Tip for loadbalancing configuration when upgrading an Enterprise Manager cluster.

Document ID : KB000031358
Last Modified Date : 14/02/2018
Show Technical Document Details

Description:

 

This documents a suggested configuration change when upgrading an APM cluster.

 

 

 

Solution:

 

When upgrading an APM cluster, either an in-place upgrade of the software or an installation of a new cluster using existing historical data, it can take time for agents to settle down while connecting to collectors.

Consequently, agents can be sent to more than one collector with the effect that they will post historical data to multiple collectors. As a result, the MOM will be extraordinarily busy trying to deal with that process.

You may notice that a lot of agents do not show reporting data while the MOM attempts to process the load, agents may show up in the Denied Agents list in the APM Status Console until they can be allocated to a collector.

This process of agents moving between collectors can increase greatly the historical data on a collector possibly leading to a metric clamp on one or more collectors. In the worst case, this can lead to all collectors being clamped. Once the clamped condition happens, the agents will not be able to connect to any collector and you will not see any data in the APM Workstation/WebView.

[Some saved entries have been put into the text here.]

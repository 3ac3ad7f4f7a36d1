// pagesim: interactive virtual memory management simulator

use std::io;

use pagesim::repl::Session;

fn main() -> io::Result<()> {
    // Parse command-line arguments
    let args: Vec<String> = std::env::args().collect();

    if args.len() < 2 {
        let program_name = args.first().map(|s| s.as_str()).unwrap_or("pagesim");
        eprintln!("Error: you must specify the page size");
        eprintln!();
        eprintln!("Usage: {} <page_size>", program_name);
        eprintln!();
        eprintln!("Example:");
        eprintln!("  {} 1024        # 1 KiB pages", program_name);
        std::process::exit(1);
    }

    let page_size: u32 = match args[1].parse() {
        Ok(n) if n > 0 => n,
        _ => {
            eprintln!("Error: invalid page size '{}'", args[1]);
            std::process::exit(1);
        }
    };

    print_start_message(page_size);

    let stdin = io::stdin();
    let mut session = Session::new(page_size);
    session.run(stdin.lock(), io::stdout())
}

fn print_start_message(page_size: u32) {
    println!(
        "Welcome to the Memory Allocation Simulator! Using a page size of {} bytes.",
        page_size
    );
    println!("Commands:");
    println!("  * create <text_size> <data_size> (initializes a new process)");
    println!("  * allocate <PID> <var_name> <data_type> <number_of_elements> (allocates memory on the heap)");
    println!("  * set <PID> <var_name> <offset> <value_0> <value_1> <value_2> ... <value_N> (set the value for a variable)");
    println!("  * free <PID> <var_name> (deallocate memory on the heap that is associated with <var_name>)");
    println!("  * terminate <PID> (kill the specified process)");
    println!("  * print <object> (prints data)");
    println!("    * If <object> is \"mmu\", print the MMU memory table");
    println!("    * if <object> is \"page\", print the page table");
    println!("    * if <object> is \"processes\", print a list of PIDs for processes that are still running");
    println!("    * if <object> is a \"<PID>:<var_name>\", print the value of the variable for that process");
    println!();
}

Once all collectors are clamped, all you can do is raise the live and historical metric clamp. However, continuous raising of the clamps can lead to performance degradation in the APM UI.

 

 To help avoid this situation, there are special properties related to load balancing:

 

 There is a hot property since APM 9.1 called "introscope.enterprisemanager.loadbalancing.staywithhistoricalcollector", with three possible options: "always", "notoverloaded", and "rarely" - the default value is "notoverloaded". 

 

 More explanation on the three different options:

 

 always Always set an agent to the collector that previously hosted this agent even if the collector is overloaded.  This lowers the load on the MOM during a restart/upgrade where the agents are not brought down and the agents just wait to connect when their original collectors catch up 
 notoverloaded Set an agent to the collector that previously hosted this agent, unless it is overloaded and some other collector is not.This is the default for 9.1 
 rarely Set an agent to the collector that previously hosted this agent only if there is no under-loaded alternative collector in the cluster This is the  pre-9.1 mechanism

 

 

From the descriptions of each option, it is recommended to set the property to "always" prior to an upgrade.

                                     introscope.enterprisemanager.loadbalancing.staywithhistoricalcollector=always

 

 This only needs to be configured in the IntroscopeEnterpriseManager.properties file in the config folder of the MOM, as it is a extra property it will need to be added to the file.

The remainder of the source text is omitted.